Но в пустой квартире я был один. Я понял, что не могу жить один. Я ждал е е. Я не писал писем, я собирался за ней и просил замены на три-четыре дня. Я вдруг подумал, сколько мы пережили неслучайного, подумал, как она плачет и разуверяется из-за меня, из-за того, что я бесконечно оттягивал срок и что у меня будто бы есть высокие требования к жизни. А может, их вовсе и нет? Может, я стараюсь обмануть сам себя, пасую и бегу от самой жизни, бегу в сны, в призрачные обстоятельства, где я казался себе милым, грустным героем-страдальцем?

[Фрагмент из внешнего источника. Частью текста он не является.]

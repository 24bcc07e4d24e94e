use thiserror::Error;

use crate::llm::LlmError;

/// Invalid deployment configuration. The subsystem refuses to start.
#[derive(Debug, Error)]
pub enum ConfigError {
    #[error("embedding dimension {embedding} does not match vector store dimension {store}")]
    DimensionMismatch { embedding: usize, store: usize },

    #[error("invalid value for '{field}': {reason}")]
    InvalidValue { field: &'static str, reason: String },

    #[error("'{section}' is enabled but '{field}' is empty")]
    MissingField {
        section: &'static str,
        field: &'static str,
    },

    #[error("failed to read config file: {0}")]
    Io(String),

    #[error("failed to parse config file: {0}")]
    Parse(String),
}

/// Errors from turning text into a vector.
#[derive(Debug, Error)]
pub enum EmbeddingError {
    #[error("embedding input is empty")]
    EmptyInput,

    #[error("embedding backend error: {0}")]
    Backend(String),

    #[error("embedding timed out after {0}ms")]
    Timeout(u64),

    #[error("embedding dimension mismatch: expected {expected}, got {actual}")]
    DimensionMismatch { expected: usize, actual: usize },
}

/// Errors from the vector store adapter.
#[derive(Debug, Error)]
pub enum VectorStoreError {
    #[error("vector store connection error: {0}")]
    Connection(String),

    #[error("vector store query error: {0}")]
    Query(String),

    #[error("vector store overloaded: {0}")]
    Overloaded(String),

    #[error("memory not found")]
    NotFound,

    #[error("vector dimension mismatch: expected {expected}, got {actual}")]
    DimensionMismatch { expected: usize, actual: usize },
}

/// Top-level error for memory operations.
#[derive(Debug, Error)]
pub enum MemoryError {
    #[error("configuration error: {0}")]
    Config(#[from] ConfigError),

    #[error("embedding error: {0}")]
    Embedding(#[from] EmbeddingError),

    #[error("vector store error: {0}")]
    VectorStore(#[from] VectorStoreError),

    #[error("extraction output could not be parsed: {reason}")]
    ExtractionParse { reason: String, preview: String },

    #[error("isolation violation: request for '{requested}' produced a record owned by '{found}'")]
    IsolationViolation { requested: String, found: String },

    #[error("llm error: {0}")]
    Llm(#[from] LlmError),

    #[error("invalid user scope: '{0}'")]
    InvalidScope(String),
}

impl MemoryError {
    /// Errors that must stop the caller rather than degrade gracefully.
    pub fn is_fatal(&self) -> bool {
        matches!(
            self,
            MemoryError::Config(_) | MemoryError::IsolationViolation { .. }
        )
    }
}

Может, мне стало привычно вести себя так, будто мне положено освобождение от простого, но тяжелого бремени?
Я поехал за ней. Ехал и вспоминал разные дни с нею. Три недели без нее казались долгой разлукой. Вспоминал первую встречу, когда она удивительно быстро доверилась мне. На танцах во дворе клуба она стояла с подружкой, и большие ее глаза щурились на заводских парней. Я станцевал с ней раз, другой, третий и в тот вечер проводил ее. Настроен я был весьма легкомысленно. Я болтал и болтал, она падала ко мне на плечо, хохотала, и так мы пришли на затон под высокий шелест южных тополей. Светила луна. Внезапно шутки иссякли. Ее простодушие и доверчивость меня образумили. Мы сели в траву и поглядывали на реку, на горы, скрывающие адыгейские аулы.
— А ты не такой, как я подумала, — сказала она.
Я в ней тоже ошибся.
— Я тебя не боялась тогда, — говорила она мне после, уже в близкие дни и минуты.
Я ходил с нею повсюду, встречал ее в полночь с дежурства, катался с ней на трамвае, пока она заканчивала смену. И все же я часто подумывал: это хорошо, но так, ненадолго, это еще не мое, пришлось под настроение, пока тоскливо. Но с каждым днем мне было все интересней, я как-то скоро и надежно привык к ней, изредка опасаясь поддаться ее обаянию совсем.
«Сегодня последний раз, — говорил я себе, когда мне надоедали ее ласки, ее надежды на вечные встречи и жизнь рядом со мной. — Последний раз. Не приду больше. Потоскует и забудет. Не приду. Пора, пора бросить, пока не связала совсем».
И не выдерживал, через неделю стучался в ворота, кидалась ко мне собака, и следом выходила в халате она, сначала хмурая, неприветливая, потом прежняя, укоряющая только глазами.
Поезд пришел утром. Я еще не отвык, и меня не охватило сейчас чувство возвращения, как бывало, когда передохнешь и станешь обходить знакомых, слышать: «О-о-о! Кого вижу!» — покуривать, не остывая от дороги и сохраняя в себе нездешнее чувство.
Сейчас я не замечал ни площади, ни улицы к центру, ни тяжелого собора, До половины заслоненного новыми зданиями. Я просто шел мимо, торопился к Лерке и думал: «Не дай бог, если она работает, неохота обниматься на людях, застать бы ее одну в комнате». У меня даже голова закружилась, когда я представил эту сцену.